• _Recorded data_
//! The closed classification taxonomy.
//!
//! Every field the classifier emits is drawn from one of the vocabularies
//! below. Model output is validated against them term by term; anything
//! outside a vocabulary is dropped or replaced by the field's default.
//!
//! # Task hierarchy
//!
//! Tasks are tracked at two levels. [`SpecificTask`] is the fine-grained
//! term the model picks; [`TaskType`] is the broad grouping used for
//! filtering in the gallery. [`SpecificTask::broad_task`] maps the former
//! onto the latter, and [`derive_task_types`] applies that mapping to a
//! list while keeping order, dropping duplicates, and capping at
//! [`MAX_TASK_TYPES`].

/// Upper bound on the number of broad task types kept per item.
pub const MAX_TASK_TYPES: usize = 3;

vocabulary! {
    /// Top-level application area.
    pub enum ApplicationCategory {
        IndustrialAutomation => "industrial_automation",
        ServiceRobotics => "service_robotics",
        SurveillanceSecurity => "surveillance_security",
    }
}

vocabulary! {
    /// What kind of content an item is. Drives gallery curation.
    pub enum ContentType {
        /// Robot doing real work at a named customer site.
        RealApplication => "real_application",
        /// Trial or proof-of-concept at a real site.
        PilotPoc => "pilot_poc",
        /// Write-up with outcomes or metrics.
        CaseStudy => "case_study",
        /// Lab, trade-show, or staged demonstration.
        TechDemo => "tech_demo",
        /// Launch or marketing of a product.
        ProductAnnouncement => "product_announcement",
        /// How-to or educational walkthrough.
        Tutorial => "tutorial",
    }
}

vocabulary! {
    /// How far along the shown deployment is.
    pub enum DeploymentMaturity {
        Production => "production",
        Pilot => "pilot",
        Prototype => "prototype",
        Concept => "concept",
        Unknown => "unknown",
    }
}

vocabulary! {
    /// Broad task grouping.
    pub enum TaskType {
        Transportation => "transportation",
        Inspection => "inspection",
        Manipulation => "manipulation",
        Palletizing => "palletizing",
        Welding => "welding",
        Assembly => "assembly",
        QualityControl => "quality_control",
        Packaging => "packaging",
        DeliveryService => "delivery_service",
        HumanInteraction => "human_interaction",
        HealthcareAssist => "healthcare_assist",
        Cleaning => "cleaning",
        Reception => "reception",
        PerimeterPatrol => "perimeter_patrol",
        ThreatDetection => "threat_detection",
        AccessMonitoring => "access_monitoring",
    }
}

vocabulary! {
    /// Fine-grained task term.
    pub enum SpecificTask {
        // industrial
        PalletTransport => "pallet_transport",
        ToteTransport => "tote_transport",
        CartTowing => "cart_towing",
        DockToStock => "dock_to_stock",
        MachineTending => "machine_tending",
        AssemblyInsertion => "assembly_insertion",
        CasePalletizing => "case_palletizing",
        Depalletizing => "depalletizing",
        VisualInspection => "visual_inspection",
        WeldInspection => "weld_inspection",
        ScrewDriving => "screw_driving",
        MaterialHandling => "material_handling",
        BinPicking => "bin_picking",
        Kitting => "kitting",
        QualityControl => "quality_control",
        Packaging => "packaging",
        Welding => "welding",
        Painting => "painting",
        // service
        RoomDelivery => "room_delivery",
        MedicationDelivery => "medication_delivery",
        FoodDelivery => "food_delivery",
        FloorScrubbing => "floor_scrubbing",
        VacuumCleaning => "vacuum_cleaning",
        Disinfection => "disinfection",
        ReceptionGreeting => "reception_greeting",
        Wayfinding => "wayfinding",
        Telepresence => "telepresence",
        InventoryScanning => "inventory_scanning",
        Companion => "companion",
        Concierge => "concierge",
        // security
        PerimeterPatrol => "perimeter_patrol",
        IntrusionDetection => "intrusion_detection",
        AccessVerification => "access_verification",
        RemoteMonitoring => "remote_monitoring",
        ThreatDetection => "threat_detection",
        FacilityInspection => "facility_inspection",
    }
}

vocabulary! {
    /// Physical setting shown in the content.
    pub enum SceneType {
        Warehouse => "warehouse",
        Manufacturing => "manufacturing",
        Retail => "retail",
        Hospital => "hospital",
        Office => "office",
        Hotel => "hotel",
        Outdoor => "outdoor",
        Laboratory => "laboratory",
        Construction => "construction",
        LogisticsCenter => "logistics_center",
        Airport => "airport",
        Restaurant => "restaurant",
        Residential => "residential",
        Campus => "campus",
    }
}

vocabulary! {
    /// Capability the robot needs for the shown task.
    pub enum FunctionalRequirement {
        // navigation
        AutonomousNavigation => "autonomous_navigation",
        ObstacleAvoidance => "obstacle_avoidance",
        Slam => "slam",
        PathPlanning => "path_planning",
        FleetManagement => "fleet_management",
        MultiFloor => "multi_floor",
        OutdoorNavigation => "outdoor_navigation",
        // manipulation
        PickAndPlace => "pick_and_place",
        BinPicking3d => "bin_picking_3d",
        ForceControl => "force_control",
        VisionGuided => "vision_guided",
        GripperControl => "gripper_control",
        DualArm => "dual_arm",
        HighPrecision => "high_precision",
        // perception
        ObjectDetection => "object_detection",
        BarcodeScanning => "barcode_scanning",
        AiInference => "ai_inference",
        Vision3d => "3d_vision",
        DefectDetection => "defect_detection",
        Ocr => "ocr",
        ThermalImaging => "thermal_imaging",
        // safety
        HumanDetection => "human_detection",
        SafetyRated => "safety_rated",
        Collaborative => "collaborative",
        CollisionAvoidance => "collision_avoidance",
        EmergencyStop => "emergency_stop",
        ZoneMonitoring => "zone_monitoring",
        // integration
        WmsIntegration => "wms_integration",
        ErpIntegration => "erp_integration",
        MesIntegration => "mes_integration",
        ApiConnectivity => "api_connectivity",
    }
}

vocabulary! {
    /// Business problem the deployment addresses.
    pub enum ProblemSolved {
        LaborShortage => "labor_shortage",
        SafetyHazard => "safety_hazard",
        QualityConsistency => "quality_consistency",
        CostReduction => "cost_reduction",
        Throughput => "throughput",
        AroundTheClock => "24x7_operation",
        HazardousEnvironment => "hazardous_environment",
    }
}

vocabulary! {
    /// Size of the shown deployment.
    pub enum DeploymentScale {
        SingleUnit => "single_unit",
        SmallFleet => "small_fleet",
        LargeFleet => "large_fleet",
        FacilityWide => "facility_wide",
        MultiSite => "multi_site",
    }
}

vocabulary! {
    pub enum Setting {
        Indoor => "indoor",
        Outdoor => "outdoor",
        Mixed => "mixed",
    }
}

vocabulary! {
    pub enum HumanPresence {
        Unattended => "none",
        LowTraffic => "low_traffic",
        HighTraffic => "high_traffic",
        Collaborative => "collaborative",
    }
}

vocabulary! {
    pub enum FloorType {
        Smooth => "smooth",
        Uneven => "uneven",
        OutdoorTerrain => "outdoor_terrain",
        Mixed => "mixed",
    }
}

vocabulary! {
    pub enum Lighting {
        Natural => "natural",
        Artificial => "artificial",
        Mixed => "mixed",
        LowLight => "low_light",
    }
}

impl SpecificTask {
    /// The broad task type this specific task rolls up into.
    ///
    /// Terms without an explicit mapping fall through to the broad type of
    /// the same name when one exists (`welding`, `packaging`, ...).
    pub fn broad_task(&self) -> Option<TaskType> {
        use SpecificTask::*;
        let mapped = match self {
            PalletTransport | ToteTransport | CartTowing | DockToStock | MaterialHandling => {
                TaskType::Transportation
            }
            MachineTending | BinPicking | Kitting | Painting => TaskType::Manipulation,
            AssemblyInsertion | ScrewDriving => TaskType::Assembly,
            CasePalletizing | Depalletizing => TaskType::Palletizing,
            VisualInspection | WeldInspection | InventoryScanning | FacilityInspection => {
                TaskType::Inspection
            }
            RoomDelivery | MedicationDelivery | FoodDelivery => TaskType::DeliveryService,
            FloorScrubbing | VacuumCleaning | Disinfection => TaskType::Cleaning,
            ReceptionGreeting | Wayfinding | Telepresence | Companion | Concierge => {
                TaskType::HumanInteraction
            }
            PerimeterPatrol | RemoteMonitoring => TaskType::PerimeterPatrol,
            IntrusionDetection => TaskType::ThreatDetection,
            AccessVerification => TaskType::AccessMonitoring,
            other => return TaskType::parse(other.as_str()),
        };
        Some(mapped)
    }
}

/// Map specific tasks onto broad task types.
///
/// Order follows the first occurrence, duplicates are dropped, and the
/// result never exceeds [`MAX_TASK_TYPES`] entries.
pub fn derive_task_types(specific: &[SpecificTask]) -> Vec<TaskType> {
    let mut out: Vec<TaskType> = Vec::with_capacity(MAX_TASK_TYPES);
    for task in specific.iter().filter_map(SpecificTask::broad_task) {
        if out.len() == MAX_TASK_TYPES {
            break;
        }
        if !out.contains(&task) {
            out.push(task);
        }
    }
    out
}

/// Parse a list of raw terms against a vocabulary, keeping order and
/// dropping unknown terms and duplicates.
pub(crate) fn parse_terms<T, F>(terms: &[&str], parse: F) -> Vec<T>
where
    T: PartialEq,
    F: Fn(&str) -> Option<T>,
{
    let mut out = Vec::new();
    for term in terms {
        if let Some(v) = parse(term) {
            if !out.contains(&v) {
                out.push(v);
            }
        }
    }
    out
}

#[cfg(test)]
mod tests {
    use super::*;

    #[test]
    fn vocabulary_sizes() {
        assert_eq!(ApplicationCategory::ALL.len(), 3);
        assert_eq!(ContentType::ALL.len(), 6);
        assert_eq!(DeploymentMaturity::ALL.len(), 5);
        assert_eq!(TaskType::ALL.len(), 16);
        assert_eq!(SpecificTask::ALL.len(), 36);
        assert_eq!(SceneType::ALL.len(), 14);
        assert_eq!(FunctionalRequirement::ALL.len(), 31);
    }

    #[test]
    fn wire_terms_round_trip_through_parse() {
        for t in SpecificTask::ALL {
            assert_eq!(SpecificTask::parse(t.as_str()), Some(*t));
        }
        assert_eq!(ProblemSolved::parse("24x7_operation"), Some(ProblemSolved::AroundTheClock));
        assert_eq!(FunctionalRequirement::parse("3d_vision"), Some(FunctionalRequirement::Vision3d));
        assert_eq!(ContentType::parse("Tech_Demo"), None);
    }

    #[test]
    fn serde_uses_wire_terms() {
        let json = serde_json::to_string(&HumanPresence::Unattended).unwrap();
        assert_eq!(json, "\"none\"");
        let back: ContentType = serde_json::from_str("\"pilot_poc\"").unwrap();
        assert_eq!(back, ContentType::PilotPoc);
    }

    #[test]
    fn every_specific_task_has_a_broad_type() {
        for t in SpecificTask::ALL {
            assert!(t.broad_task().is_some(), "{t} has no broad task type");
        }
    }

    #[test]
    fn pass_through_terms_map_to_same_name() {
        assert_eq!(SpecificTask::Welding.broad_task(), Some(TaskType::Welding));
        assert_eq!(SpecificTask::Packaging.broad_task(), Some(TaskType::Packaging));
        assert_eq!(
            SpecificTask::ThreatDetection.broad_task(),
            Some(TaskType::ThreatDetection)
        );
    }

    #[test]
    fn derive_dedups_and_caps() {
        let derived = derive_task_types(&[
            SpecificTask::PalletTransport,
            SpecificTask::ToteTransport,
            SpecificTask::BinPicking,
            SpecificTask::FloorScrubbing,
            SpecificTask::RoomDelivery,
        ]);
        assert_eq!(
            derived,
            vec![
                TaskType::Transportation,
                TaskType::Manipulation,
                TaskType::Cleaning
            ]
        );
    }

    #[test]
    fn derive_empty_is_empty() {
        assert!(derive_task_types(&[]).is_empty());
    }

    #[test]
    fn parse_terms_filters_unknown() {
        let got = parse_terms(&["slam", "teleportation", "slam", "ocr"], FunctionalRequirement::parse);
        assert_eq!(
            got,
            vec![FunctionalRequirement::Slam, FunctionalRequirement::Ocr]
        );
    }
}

• _Task statement_
Gather all lines from the listing above in which "PilotPoc" occurs.

• _Task output_
        PilotPoc => "pilot_poc",
        assert_eq!(back, ContentType::PilotPoc);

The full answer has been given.